From: "Aneesh Kumar K. V" <aneesh.kumar@linux.vnet.ibm.com>
To: Neil Brown <neilb@suse.de>
Cc: hch@infradead.org, viro@zeniv.linux.org.uk, adilger@sun.com,
corbet@lwn.net, serue@us.ibm.com, linux-fsdevel@vger.kernel.org,
sfrench@us.ibm.com
Subject: Re: [PATCH -V5 3/8] vfs: Add open by file handle support
Date: Tue, 27 Apr 2010 11:40:34 +0530 [thread overview]
Message-ID: <87y6g94e91.fsf@linux.vnet.ibm.com> (raw)
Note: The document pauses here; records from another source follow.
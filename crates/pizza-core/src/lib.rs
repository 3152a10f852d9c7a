//! # pizza-core: Pure Business Logic for Pizza Ordering
//!
//! This crate holds every business rule of the ordering system as pure
//! functions with zero I/O dependencies.
//!
//! ## Architecture Position
//! ```text
//! ┌─────────────────────────────────────────────────────────────────────────┐
//! │                     Pizza Ordering Architecture                         │
//! │                                                                         │
//! │  ┌─────────────────────────────────────────────────────────────────┐   │
//! │  │                    Console (apps/cli)                           │   │
//! │  │    Menu ──► Place Order ──► Add Customer ──► Mark Delivered     │   │
//! │  └─────────────────────────────┬───────────────────────────────────┘   │
//! │                                │                                        │
//! │  ┌─────────────────────────────▼───────────────────────────────────┐   │
//! │  │               ★ pizza-core (THIS CRATE) ★                       │   │
//! │  │                                                                 │   │
//! │  │   ┌───────────┐  ┌───────────┐  ┌───────────┐  ┌───────────┐  │   │
//! │  │   │   types   │  │  pricing  │  │  courier  │  │  postal   │  │   │
//! │  │   │ Customer  │  │ Discounts │  │ Cooldown  │  │  Prefix   │  │   │
//! │  │   │  Order    │  │ Breakdown │  │ Selection │  │  Extract  │  │   │
//! │  │   └───────────┘  └───────────┘  └───────────┘  └───────────┘  │   │
//! │  │                                                                 │   │
//! │  │   NO I/O • NO DATABASE • NO CLOCK • PURE FUNCTIONS             │   │
//! │  └─────────────────────────────────────────────────────────────────┘   │
//! │                                │                                        │
//! │  ┌─────────────────────────────▼───────────────────────────────────┐   │
//! │  │                    pizza-db (Database Layer)                    │   │
//! │  │              SQLite queries, migrations, repositories           │   │
//! │  └─────────────────────────────────────────────────────────────────┘   │
//! └─────────────────────────────────────────────────────────────────────────┘
//! ```
//!
//! ## Modules
//!
//! - [`types`] - Domain types (Customer, PricedProduct, Order, etc.)
//! - [`money`] - Money type with integer arithmetic (no floating point!)
//! - [`pricing`] - Base total and the loyalty → birthday → code discount chain
//! - [`courier`] - Courier eligibility and deterministic selection
//! - [`postal`] - Postal prefix extraction from free-text addresses
//! - [`error`] - Domain error types
//! - [`validation`] - Input validation
//!
//! ## Example Usage
//!
//! ```rust
//! use pizza_core::money::Money;
//!
//! let price = Money::from_cents(2100); // €21.00
//! let loyalty = price.percent(10);
//! assert_eq!(loyalty.cents(), 210);
//! assert_eq!((price - loyalty).to_string(), "€18.90");
//! ```

// =============================================================================
// Module Declarations
// =============================================================================

pub mod courier;
pub mod error;
pub mod money;
pub mod postal;
pub mod pricing;
pub mod types;
pub mod validation;

// =============================================================================
// Re-exports for Convenience
// =============================================================================

pub use error::{CoreError, CoreResult, ValidationError};
pub use money::Money;
pub use postal::PostalPrefix;
pub use types::*;

// =============================================================================
// Crate-Level Constants
// =============================================================================

/// Maximum quantity of a single product in one order.
///
/// ## Business Reason
/// Prevents accidental over-ordering (e.g., typing 100 instead of 10).
pub const MAX_ITEM_QUANTITY: i64 = 999;

/// Prior pizza count from which the loyalty discount applies.
pub const LOYALTY_THRESHOLD: i64 = 10;

/// Loyalty discount in percent.
pub const LOYALTY_PERCENT: u32 = 10;

/// Minutes a courier stays ineligible after completing a delivery.
pub const COURIER_COOLDOWN_MINUTES: i64 = 30;
use clap::Parser;
use std::path::PathBuf;

/// Every setting can also come from the environment variable named next to
/// it, which is how container deployments configure the service.
#[derive(Parser, Debug, Default, Clone)]
#[command(
    name = "dapsync",
    about = "Choose what goes onto your portable player and write the selection the sync script reads",
    long_about = None,
    version = env!("GIT_VERSION"),
)]
pub struct Args {
    /// Path to TOML config file (overrides default search: ./dapsync.toml, ~/.config/dapsync/config.toml)
    #[arg(short, long, value_name = "FILE")]
    pub config: Option<PathBuf>,

    /// HTTP port to listen on [default: 3000]
    #[arg(short, long, env = "PORT")]
    pub port: Option<u16>,

    /// Bind to localhost only (127.0.0.1) instead of all interfaces
    #[arg(long)]
    pub localhost: bool,

    /// Music library as mounted inside this service [default: /music]
    #[arg(long, env = "MUSIC_SOURCE", value_name = "DIR")]
    pub music_source: Option<String>,

    /// Audiobook library as mounted inside this service [default: /audiobooks]
    #[arg(long, env = "AUDIOBOOKS_SOURCE", value_name = "DIR")]
    pub audiobooks_source: Option<String>,

    /// Music library path on the host [default: same as --music-source]
    #[arg(long, env = "MUSIC_DIRECTORY", value_name = "DIR")]
    pub music_directory: Option<String>,

    /// Audiobook library path on the host [default: same as --audiobooks-source]
    #[arg(long, env = "AUDIOBOOKS_DIRECTORY", value_name = "DIR")]
    pub audiobooks_directory: Option<String>,

    /// Where the sync script copies music to [default: /sync/music/]
    #[arg(long, env = "MUSIC_DESTINATION", value_name = "DIR")]
    pub music_destination: Option<String>,

    /// Where the sync script copies audiobooks to [default: /sync/audiobooks/]
    #[arg(long, env = "AUDIOBOOKS_DESTINATION", value_name = "DIR")]
    pub audiobooks_destination: Option<String>,

    /// Where the sync script copies playlists to [default: /Playlists/]
    #[arg(long, env = "PLAYLIST_DESTINATION", value_name = "DIR")]
    pub playlist_destination: Option<String>,

    /// Selection file written by this service [default: /data/sync_selection.txt]
    #[arg(long, env = "SYNC_SELECTION_FILE", value_name = "FILE")]
    pub selection_file: Option<PathBuf>,

    /// Selection file path as the sync script sees it [default: same as --selection-file]
    #[arg(long, env = "HOST_SYNC_SELECTION_FILE", value_name = "FILE")]
    pub host_selection_file: Option<String>,

    /// Directory generated playlists are written to [default: /data/Playlists]
    #[arg(long, env = "PLAYLISTS_DIR", value_name = "DIR")]
    pub playlists_dir: Option<PathBuf>,

    /// Playlists directory as the sync script sees it [default: same as --playlists-dir]
    #[arg(long, env = "HOST_PLAYLISTS_DIR", value_name = "DIR")]
    pub host_playlists_dir: Option<String>,

    /// Sync script template [default: ./dap_sync.sh]
    #[arg(long, env = "DAP_SYNC_TEMPLATE", value_name = "FILE")]
    pub script_template: Option<PathBuf>,

    /// Rendered sync script [default: /data/dap_sync.sh]
    #[arg(long, env = "DAP_SYNC_OUTPUT", value_name = "FILE")]
    pub script_output: Option<PathBuf>,

    /// Device capacity in GB [default: 160]
    #[arg(long, env = "DEVICE_SIZE", value_name = "GB")]
    pub device_size: Option<u64>,

    /// Navidrome database used for playlists [default: /data/navidrome.db]
    #[arg(long, env = "NAVIDROME_DB", value_name = "FILE")]
    pub navidrome_db: Option<PathBuf>,

    /// Music library mount point on the device, prepended to playlist entries [default: /<HDD0>/music/]
    #[arg(long, env = "PLAYLIST_PATH_PREFIX", value_name = "PREFIX")]
    pub playlist_path_prefix: Option<String>,
}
In-Reply-To: <20100427110545.2dd50b36@notabene.brown>
On Tue, 27 Apr 2010 11:05:45 +1000, Neil Brown <neilb@suse.de> wrote:
> On Mon, 26 Apr 2010 23:04:01 +0530
> "Aneesh Kumar K.V" <aneesh.kumar@linux.vnet.ibm.com> wrote:
>
> > Acked-by: Serge Hallyn <serue@us.ibm.com>
> > Signed-off-by: Aneesh Kumar K.V <aneesh.kumar@linux.vnet.ibm.com>
> > ---
> > fs/filesystems.c | 32 +++++++++-
> > fs/namei.c | 24 -------
> > fs/namespace.c | 38 +++++++++++
> > fs/open.c | 148 +++++++++++++++++++++++++++++++++++++++++
> > fs/pnode.c | 2 +-
> > include/linux/mnt_namespace.h | 2 +
> > include/linux/namei.h | 24 +++++++
> > 7 files changed, 244 insertions(+), 26 deletions(-)
> >
> > diff --git a/fs/filesystems.c b/fs/filesystems.c
> > index 68ba492..743d36e 100644
> > --- a/fs/filesystems.c
> > +++ b/fs/filesystems.c
> > @@ -281,5 +281,35 @@ struct file_system_type *get_fs_type(const char *name)
> > }
> > return fs;
> > }
> > -
> > EXPORT_SYMBOL(get_fs_type);
> > +
> > +struct super_block *fs_get_sb(struct uuid *fsid)
> > +{
> > + struct uuid *this_fsid;
> > + struct file_system_type *fs_type;
> > + struct super_block *sb, *found_sb = NULL;
> > +
> > + read_lock(&file_systems_lock);
> > + fs_type = file_systems;
> > + while (fs_type) {
>
> You've open-coded a for-loop here...
> Why not:
> for (fs_type = file_systems ; fs_type ; fs_type = fs_type->next) {
> ??
Fixed
>
>
> > + spin_lock(&sb_lock);
> > + list_for_each_entry(sb, &fs_type->fs_supers, s_instances) {
> > + if (!sb->s_op->get_fsid)
> > + continue;
> > + this_fsid = sb->s_op->get_fsid(sb);
> > + if (!memcmp(fsid->uuid, this_fsid->uuid,
> > + sizeof(this_fsid->uuid))) {
> > + /* found the matching super_block */
> > + atomic_inc(&sb->s_active);
> > + found_sb = sb;
> > + spin_unlock(&sb_lock);
> > + goto out;
> > + }
> > + }
> > + spin_unlock(&sb_lock);
> > + fs_type = fs_type->next;
> > + }
> > +out:
> > + read_unlock(&file_systems_lock);
> > + return found_sb;
> > +}
> > diff --git a/fs/namei.c b/fs/namei.c
> > index a7dce91..a18711e 100644
> > --- a/fs/namei.c
> > +++ b/fs/namei.c
> > @@ -1521,30 +1521,6 @@ out_unlock:
> > return may_open(&nd->path, 0, open_flag & ~O_TRUNC);
> > }
> >
> > -/*
> > - * Note that while the flag value (low two bits) for sys_open means:
> > - * 00 - read-only
> > - * 01 - write-only
> > - * 10 - read-write
> > - * 11 - special
> > - * it is changed into
> > - * 00 - no permissions needed
> > - * 01 - read-permission
> > - * 10 - write-permission
> > - * 11 - read-write
> > - * for the internal routines (ie open_namei()/follow_link() etc)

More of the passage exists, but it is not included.